Subentrano tuttavia a questo punto le testimonianze documentarie
coeve, che con i loro chiari riferimenti a particolari strutture e
ambienti riescono in qualche modo a far prendere a quelle immagini
dello specchio i loro precisi contorni.
Ma si tratta pur sempre di un tipo astratto dell'aspetto urbanistico
medievale che se ne può ricavare.
E dato comunque di individuare, attraverso un esame approfondito dei
dati emergenti da tali documenti coevi, proprio quella particolare
tipologia edilizia cui si è accennato, più consona appunto a un
contesto sociale eminentemente contadino, che trasferisce
nell'ambito della civitas parte delle attività della
campagna.
A tale esigenza rispondono pertanto i frequenti richiami a un
particolare tipo di costruzioni che vanno sotto la denominazione
di suppignus o suppinnus o suppignata, identificabili
nelle rozze costruzioni poste a piano terra e con copertura di
tegole.
Generalmente addossate alle abitazioni, e a volte con un po' di
terreno recintato, appaiono chiaramente destinate a ricovero di
bestiame e ricovero di attrezzi e prodotti agricoli.
Ma è ampiamente documentata anche la domus stabula, la stalla
vera e propria, inserita nel contesto dell'edilizia abitativa.
Alla stessa tipologia dell'agglomerato agricolo appartengono le case
a Corte.
Queste si sviluppano intorno a uno spazio libero e scoperto con
apertura ad arco sulla strata puplica.
Generalmente a unità familiare, queste garantiscono maggiore
privatizzazione e funzionalità per i servizi agricoli.
Nelle carte dell'epoca la piccola corte (cortile) è espressa con il
termine Platea, quasi ad indicare una piazzuola privata, con
l'immancabile pozzo d'acqua nel mezzo.
Su di essa si aprono di solito alcuni terrinei, pianterreni
cioè adibiti a vari usi, ma soprattutto ad attività agricole.

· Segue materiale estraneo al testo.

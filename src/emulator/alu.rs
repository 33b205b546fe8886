//! The arithmetic-logic unit.
//!
//! Every flag-producing instruction funnels through [execute]: the engine
//! picks an [AluOp], hands over the operand values and the current FLAGS
//! word, and gets back the masked result together with the new flags.

use crate::instruction::OperandSize;

use super::Flags;

/// Operations the ALU performs directly.
///
/// CMP is Sub with the result discarded, INC and DEC are Add and Sub with an
/// immediate 1, and NEG is Sub from zero, so none of them appear here.
#[derive(Debug, Clone, Copy, PartialEq, Eq)]
pub enum AluOp {
    Add,
    Adc,
    Sub,
    Sbb,
    And,
    Or,
    Xor,
    Not,
}

/// Runs `left op right` at the given width and returns the result together
/// with the updated flags.
///
/// Not only uses `right`. Arithmetic sets CF when the unsigned result leaves
/// `[0, max]` and OF when the signed result leaves the two's complement
/// range; Adc and Sbb additionally consume the incoming CF. The logic
/// operations clear CF and OF. SF and ZF always follow the result. The
/// interrupt flag is never touched.
pub fn execute(op: AluOp, size: OperandSize, left: u16, right: u16, mut flags: Flags) -> (u16, Flags) {
    let result = match op {
        AluOp::Add => arithmetic(|a, b, _| a + b, size, left, right, &mut flags),
        AluOp::Adc => arithmetic(|a, b, c| a + b + c, size, left, right, &mut flags),
        AluOp::Sub => arithmetic(|a, b, _| a - b, size, left, right, &mut flags),
        AluOp::Sbb => arithmetic(|a, b, c| a - b - c, size, left, right, &mut flags),
        AluOp::And => logic(left & right, size, &mut flags),
        AluOp::Or => logic(left | right, size, &mut flags),
        AluOp::Xor => logic(left ^ right, size, &mut flags),
        AluOp::Not => logic(!right, size, &mut flags),
    };

    (result, flags)
}

fn arithmetic<F>(combine: F, size: OperandSize, left: u16, right: u16, flags: &mut Flags) -> u16
where
    F: Fn(i32, i32, i32) -> i32,
{
    let carry_in = flags.contains(Flags::CARRY) as i32;

    // The unsigned and the signed reading of the same bits disagree on
    // whether the operation wrapped; CF watches the former, OF the latter.
    let unsigned = combine(i32::from(left), i32::from(right), carry_in);
    let signed = combine(sign_extend(left, size), sign_extend(right, size), carry_in);

    let max = i32::from(size.mask());
    let result = unsigned.rem_euclid(max + 1) as u16;

    flags.set(Flags::CARRY, unsigned < 0 || unsigned > max);
    flags.set(Flags::OVERFLOW, signed < -(max / 2) - 1 || signed > max / 2);
    result_flags(result, size, flags);

    result
}

fn logic(result: u16, size: OperandSize, flags: &mut Flags) -> u16 {
    let result = result & size.mask();

    flags.set(Flags::CARRY, false);
    flags.set(Flags::OVERFLOW, false);
    result_flags(result, size, flags);

    result
}

fn result_flags(result: u16, size: OperandSize, flags: &mut Flags) {
    flags.set(Flags::ZERO, result == 0);
    flags.set(Flags::SIGN, result & sign_bit(size) != 0);
}

fn sign_bit(size: OperandSize) -> u16 {
    1 << (size.bits() - 1)
}

fn sign_extend(value: u16, size: OperandSize) -> i32 {
    match size {
        OperandSize::Byte => i32::from(value as u8 as i8),
        OperandSize::Word => i32::from(value as i16),
    }
}

#[cfg(test)]
mod tests {
    use proptest::prelude::*;

    use super::*;

    #[test]
    fn overflow_is_not_carry() {
        let (result, flags) = execute(AluOp::Add, OperandSize::Byte, 127, 1, Flags::empty());

        assert_eq!(result, 0x80);
        assert!(flags.contains(Flags::OVERFLOW));
        assert!(flags.contains(Flags::SIGN));
        assert!(!flags.contains(Flags::CARRY));
        assert!(!flags.contains(Flags::ZERO));
    }

    #[test]
    fn borrow_is_carry() {
        let (result, flags) = execute(AluOp::Sub, OperandSize::Byte, 0, 1, Flags::empty());

        assert_eq!(result, 255);
        assert!(flags.contains(Flags::CARRY));
        assert!(flags.contains(Flags::SIGN));
        assert!(!flags.contains(Flags::OVERFLOW));
    }

    #[test]
    fn carry_chains_through_adc() {
        let (low, flags) = execute(AluOp::Add, OperandSize::Byte, 0xFF, 0x01, Flags::empty());
        assert_eq!(low, 0);
        assert!(flags.contains(Flags::CARRY | Flags::ZERO));

        let (high, flags) = execute(AluOp::Adc, OperandSize::Byte, 0x00, 0x00, flags);
        assert_eq!(high, 1);
        assert!(!flags.contains(Flags::CARRY));
    }

    #[test]
    fn sbb_borrows_one_more() {
        let (result, flags) = execute(AluOp::Sbb, OperandSize::Byte, 5, 2, Flags::CARRY);

        assert_eq!(result, 2);
        assert!(!flags.contains(Flags::CARRY));
    }

    #[test]
    fn logic_clears_carry_and_overflow() {
        let dirty = Flags::CARRY | Flags::OVERFLOW;
        let (result, flags) = execute(AluOp::Xor, OperandSize::Byte, 0xFF, 0xFF, dirty);

        assert_eq!(result, 0);
        assert!(flags.contains(Flags::ZERO));
        assert!(!flags.contains(Flags::CARRY));
        assert!(!flags.contains(Flags::OVERFLOW));
    }

    #[test]
    fn not_complements_at_width() {
        let (result, flags) = execute(AluOp::Not, OperandSize::Byte, 0, 0x0F, Flags::empty());
        assert_eq!(result, 0xF0);
        assert!(flags.contains(Flags::SIGN));

        let (result, _) = execute(AluOp::Not, OperandSize::Word, 0, 0x00FF, Flags::empty());
        assert_eq!(result, 0xFF00);
    }

    #[test]
    fn the_interrupt_flag_survives() {
        let (_, flags) = execute(AluOp::Add, OperandSize::Word, 1, 1, Flags::INTERRUPTS);
        assert!(flags.contains(Flags::INTERRUPTS));

        let (_, flags) = execute(AluOp::And, OperandSize::Word, 1, 1, Flags::INTERRUPTS);
        assert!(flags.contains(Flags::INTERRUPTS));
    }

    proptest! {
        #[test]
        fn byte_addition_follows_the_flag_equations(left in 0u16..=0xFF, right in 0u16..=0xFF) {
            let (result, flags) = execute(AluOp::Add, OperandSize::Byte, left, right, Flags::empty());

            let unsigned = i32::from(left) + i32::from(right);
            let signed = i32::from(left as u8 as i8) + i32::from(right as u8 as i8);

            prop_assert_eq!(i32::from(result), unsigned.rem_euclid(0x100));
            prop_assert_eq!(flags.contains(Flags::CARRY), unsigned > 0xFF);
            prop_assert_eq!(flags.contains(Flags::OVERFLOW), signed < -128 || signed > 127);
            prop_assert_eq!(flags.contains(Flags::ZERO), result == 0);
            prop_assert_eq!(flags.contains(Flags::SIGN), result >= 0x80);
        }

        #[test]
        fn byte_subtraction_follows_the_flag_equations(left in 0u16..=0xFF, right in 0u16..=0xFF) {
            let (result, flags) = execute(AluOp::Sub, OperandSize::Byte, left, right, Flags::empty());

            let unsigned = i32::from(left) - i32::from(right);
            let signed = i32::from(left as u8 as i8) - i32::from(right as u8 as i8);

            prop_assert_eq!(i32::from(result), unsigned.rem_euclid(0x100));
            prop_assert_eq!(flags.contains(Flags::CARRY), unsigned < 0);
            prop_assert_eq!(flags.contains(Flags::OVERFLOW), signed < -128 || signed > 127);
        }

        #[test]
        fn word_arithmetic_wraps_the_same_way(left: u16, right: u16) {
            let (result, flags) = execute(AluOp::Add, OperandSize::Word, left, right, Flags::empty());

            let unsigned = i32::from(left) + i32::from(right);
            prop_assert_eq!(i32::from(result), unsigned.rem_euclid(0x1_0000));
            prop_assert_eq!(flags.contains(Flags::CARRY), unsigned > 0xFFFF);
        }
    }
}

Le abitazioni vere e proprie si trovano al piano superiore, cui si
accede mediante una scala esterna che immette in un gayphum,
( u iefe ) terrazzino o balconata con uno o più ingressi.
A volte la corte si sviluppa su un'area più vasta e con precisi
criteri comunitari e difensivi, racchiudendo molte case a schiera
con un unico accesso da uno stretto andito arcuato, che sottopassa
altre abitazioni prospicienti alla strata puplica.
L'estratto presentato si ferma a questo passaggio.